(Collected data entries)

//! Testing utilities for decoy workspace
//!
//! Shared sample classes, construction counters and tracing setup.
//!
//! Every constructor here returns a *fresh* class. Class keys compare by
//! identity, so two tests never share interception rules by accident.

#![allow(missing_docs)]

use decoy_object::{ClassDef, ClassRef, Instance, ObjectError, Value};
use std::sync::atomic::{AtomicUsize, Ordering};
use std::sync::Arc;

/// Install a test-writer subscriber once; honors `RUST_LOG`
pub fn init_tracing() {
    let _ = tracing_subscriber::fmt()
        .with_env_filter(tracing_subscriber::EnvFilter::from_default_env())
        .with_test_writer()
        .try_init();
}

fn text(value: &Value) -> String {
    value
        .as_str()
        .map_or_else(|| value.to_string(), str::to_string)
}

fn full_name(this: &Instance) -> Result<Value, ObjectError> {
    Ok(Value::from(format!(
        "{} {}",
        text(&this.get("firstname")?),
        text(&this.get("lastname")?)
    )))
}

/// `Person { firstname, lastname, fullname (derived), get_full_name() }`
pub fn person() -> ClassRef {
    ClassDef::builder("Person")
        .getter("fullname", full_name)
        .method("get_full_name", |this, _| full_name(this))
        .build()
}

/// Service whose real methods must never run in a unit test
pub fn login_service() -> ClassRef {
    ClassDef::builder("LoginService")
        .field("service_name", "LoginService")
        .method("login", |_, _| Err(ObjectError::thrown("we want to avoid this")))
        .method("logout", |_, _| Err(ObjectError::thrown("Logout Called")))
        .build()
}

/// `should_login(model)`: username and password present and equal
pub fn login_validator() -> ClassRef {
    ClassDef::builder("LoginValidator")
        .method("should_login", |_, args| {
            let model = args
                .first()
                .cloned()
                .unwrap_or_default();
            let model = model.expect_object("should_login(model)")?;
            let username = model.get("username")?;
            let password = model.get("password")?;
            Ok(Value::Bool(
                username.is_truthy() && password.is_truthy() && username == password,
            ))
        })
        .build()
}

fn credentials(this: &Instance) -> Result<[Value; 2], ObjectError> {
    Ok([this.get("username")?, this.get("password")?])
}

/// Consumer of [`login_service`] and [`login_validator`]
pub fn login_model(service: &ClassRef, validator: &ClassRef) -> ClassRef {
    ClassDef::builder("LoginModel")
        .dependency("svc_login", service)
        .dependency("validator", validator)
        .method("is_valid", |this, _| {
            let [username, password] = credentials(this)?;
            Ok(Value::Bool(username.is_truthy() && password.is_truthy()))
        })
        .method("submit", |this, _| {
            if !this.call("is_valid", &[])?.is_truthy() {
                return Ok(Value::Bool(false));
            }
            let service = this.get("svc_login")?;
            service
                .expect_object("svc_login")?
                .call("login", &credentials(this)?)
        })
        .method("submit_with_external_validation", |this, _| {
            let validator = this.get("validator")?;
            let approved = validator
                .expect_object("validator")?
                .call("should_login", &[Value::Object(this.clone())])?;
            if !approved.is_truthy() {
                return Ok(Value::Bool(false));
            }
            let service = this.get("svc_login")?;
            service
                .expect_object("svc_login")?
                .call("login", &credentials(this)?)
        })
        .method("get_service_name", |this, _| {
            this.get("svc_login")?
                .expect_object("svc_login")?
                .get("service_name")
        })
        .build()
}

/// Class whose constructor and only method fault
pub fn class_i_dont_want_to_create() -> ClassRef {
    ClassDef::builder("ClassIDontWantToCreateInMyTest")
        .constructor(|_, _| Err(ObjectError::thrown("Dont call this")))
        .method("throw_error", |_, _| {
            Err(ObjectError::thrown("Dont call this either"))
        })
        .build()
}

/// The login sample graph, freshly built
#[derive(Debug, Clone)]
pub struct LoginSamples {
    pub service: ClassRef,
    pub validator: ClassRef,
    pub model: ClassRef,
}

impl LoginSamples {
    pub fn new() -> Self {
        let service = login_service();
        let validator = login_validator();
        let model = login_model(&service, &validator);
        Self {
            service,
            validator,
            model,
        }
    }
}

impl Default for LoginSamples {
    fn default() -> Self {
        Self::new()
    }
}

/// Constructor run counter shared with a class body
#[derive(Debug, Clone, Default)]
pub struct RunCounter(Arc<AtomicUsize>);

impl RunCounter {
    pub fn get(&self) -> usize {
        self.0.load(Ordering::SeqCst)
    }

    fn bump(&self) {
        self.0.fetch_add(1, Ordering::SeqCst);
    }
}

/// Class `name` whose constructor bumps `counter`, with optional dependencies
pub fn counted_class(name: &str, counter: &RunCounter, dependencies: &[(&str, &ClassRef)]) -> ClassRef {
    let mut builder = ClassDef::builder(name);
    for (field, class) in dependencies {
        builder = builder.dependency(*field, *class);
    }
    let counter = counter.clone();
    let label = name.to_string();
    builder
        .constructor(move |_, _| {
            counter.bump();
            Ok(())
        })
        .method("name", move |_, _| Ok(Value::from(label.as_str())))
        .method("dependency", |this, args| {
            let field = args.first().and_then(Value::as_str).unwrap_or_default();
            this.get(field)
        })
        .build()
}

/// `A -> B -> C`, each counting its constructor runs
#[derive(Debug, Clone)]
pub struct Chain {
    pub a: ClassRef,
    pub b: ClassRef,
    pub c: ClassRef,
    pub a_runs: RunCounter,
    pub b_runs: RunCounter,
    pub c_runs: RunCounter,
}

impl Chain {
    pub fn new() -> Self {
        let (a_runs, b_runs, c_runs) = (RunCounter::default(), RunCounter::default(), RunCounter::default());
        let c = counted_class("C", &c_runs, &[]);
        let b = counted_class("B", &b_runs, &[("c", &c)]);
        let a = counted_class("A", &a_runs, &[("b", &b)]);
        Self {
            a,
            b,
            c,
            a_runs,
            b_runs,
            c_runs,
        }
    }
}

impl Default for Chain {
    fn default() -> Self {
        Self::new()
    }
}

Description of the task: Could you write out all the records exactly, please?

Response:
//! Testing utilities for decoy workspace
//!
//! Shared sample classes, construction counters and tracing setup.
//!
//! Every constructor here returns a *fresh* class. Class keys compare by
//! identity, so two tests never share interception rules by accident.

#![allow(missing_docs)]

use decoy_object::{ClassDef, ClassRef, Instance, ObjectError, Value};
use std::sync::atomic::{AtomicUsize, Ordering};
use std::sync::Arc;

/// Install a test-writer subscriber once; honors `RUST_LOG`
pub fn init_tracing() {
    let _ = tracing_subscriber::fmt()
        .with_env_filter(tracing_subscriber::EnvFilter::from_default_env())
        .with_test_writer()
        .try_init();
}

fn text(value: &Value) -> String {
    value
        .as_str()
        .map_or_else(|| value.to_string(), str::to_string)
}

fn full_name(this: &Instance) -> Result<Value, ObjectError> {
    Ok(Value::from(format!(
        "{} {}",
        text(&this.get("firstname")?),
        text(&this.get("lastname")?)
    )))
}

/// `Person { firstname, lastname, fullname (derived), get_full_name() }`
pub fn person() -> ClassRef {
    ClassDef::builder("Person")
        .getter("fullname", full_name)
        .method("get_full_name", |this, _| full_name(this))
        .build()
}

/// Service whose real methods must never run in a unit test
pub fn login_service() -> ClassRef {
    ClassDef::builder("LoginService")
        .field("service_name", "LoginService")
        .method("login", |_, _| Err(ObjectError::thrown("we want to avoid this")))
        .method("logout", |_, _| Err(ObjectError::thrown("Logout Called")))
        .build()
}

/// `should_login(model)`: username and password present and equal
pub fn login_validator() -> ClassRef {
    ClassDef::builder("LoginValidator")
        .method("should_login", |_, args| {
            let model = args
                .first()
                .cloned()
                .unwrap_or_default();
            let model = model.expect_object("should_login(model)")?;
            let username = model.get("username")?;
            let password = model.get("password")?;
            Ok(Value::Bool(
                username.is_truthy() && password.is_truthy() && username == password,
            ))
        })
        .build()
}

fn credentials(this: &Instance) -> Result<[Value; 2], ObjectError> {
    Ok([this.get("username")?, this.get("password")?])
}

/// Consumer of [`login_service`] and [`login_validator`]
pub fn login_model(service: &ClassRef, validator: &ClassRef) -> ClassRef {
    ClassDef::builder("LoginModel")
        .dependency("svc_login", service)
        .dependency("validator", validator)
        .method("is_valid", |this, _| {
            let [username, password] = credentials(this)?;
            Ok(Value::Bool(username.is_truthy() && password.is_truthy()))
        })
        .method("submit", |this, _| {
            if !this.call("is_valid", &[])?.is_truthy() {
                return Ok(Value::Bool(false));
            }
            let service = this.get("svc_login")?;
            service
                .expect_object("svc_login")?
                .call("login", &credentials(this)?)
        })
        .method("submit_with_external_validation", |this, _| {
            let validator = this.get("validator")?;
            let approved = validator
                .expect_object("validator")?
                .call("should_login", &[Value::Object(this.clone())])?;
            if !approved.is_truthy() {
                return Ok(Value::Bool(false));
            }
            let service = this.get("svc_login")?;
            service
                .expect_object("svc_login")?
                .call("login", &credentials(this)?)
        })
        .method("get_service_name", |this, _| {
            this.get("svc_login")?
                .expect_object("svc_login")?
                .get("service_name")
        })
        .build()
}

/// Class whose constructor and only method fault
pub fn class_i_dont_want_to_create() -> ClassRef {
    ClassDef::builder("ClassIDontWantToCreateInMyTest")
        .constructor(|_, _| Err(ObjectError::thrown("Dont call this")))
        .method("throw_error", |_, _| {
            Err(ObjectError::thrown("Dont call this either"))
        })
        .build()
}

/// The login sample graph, freshly built
#[derive(Debug, Clone)]
pub struct LoginSamples {
    pub service: ClassRef,
    pub validator: ClassRef,
    pub model: ClassRef,
}

impl LoginSamples {
    pub fn new() -> Self {
        let service = login_service();
        let validator = login_validator();
        let model = login_model(&service, &validator);
        Self {
            service,
            validator,
            model,
        }
    }
}

impl Default for LoginSamples {
    fn default() -> Self {
        Self::new()
    }
}

/// Constructor run counter shared with a class body
#[derive(Debug, Clone, Default)]
pub struct RunCounter(Arc<AtomicUsize>);

impl RunCounter {
    pub fn get(&self) -> usize {
        self.0.load(Ordering::SeqCst)
    }

    fn bump(&self) {
        self.0.fetch_add(1, Ordering::SeqCst);
    }
}

/// Class `name` whose constructor bumps `counter`, with optional dependencies
pub fn counted_class(name: &str, counter: &RunCounter, dependencies: &[(&str, &ClassRef)]) -> ClassRef {
    let mut builder = ClassDef::builder(name);
    for (field, class) in dependencies {
        builder = builder.dependency(*field, *class);
    }
    let counter = counter.clone();
    let label = name.to_string();
    builder
        .constructor(move |_, _| {
            counter.bump();
            Ok(())
        })
        .method("name", move |_, _| Ok(Value::from(label.as_str())))
        .method("dependency", |this, args| {
            let field = args.first().and_then(Value::as_str).unwrap_or_default();
            this.get(field)
        })
        .build()
}

/// `A -> B -> C`, each counting its constructor runs
#[derive(Debug, Clone)]
pub struct Chain {
    pub a: ClassRef,
    pub b: ClassRef,
    pub c: ClassRef,
    pub a_runs: RunCounter,
    pub b_runs: RunCounter,
    pub c_runs: RunCounter,
}

impl Chain {
    pub fn new() -> Self {
        let (a_runs, b_runs, c_runs) = (RunCounter::default(), RunCounter::default(), RunCounter::default());
        let c = counted_class("C", &c_runs, &[]);
        let b = counted_class("B", &b_runs, &[("c", &c)]);
        let a = counted_class("A", &a_runs, &[("b", &b)]);
        Self {
            a,
            b,
            c,
            a_runs,
            b_runs,
            c_runs,
        }
    }
}

impl Default for Chain {
    fn default() -> Self {
        Self::new()
    }
}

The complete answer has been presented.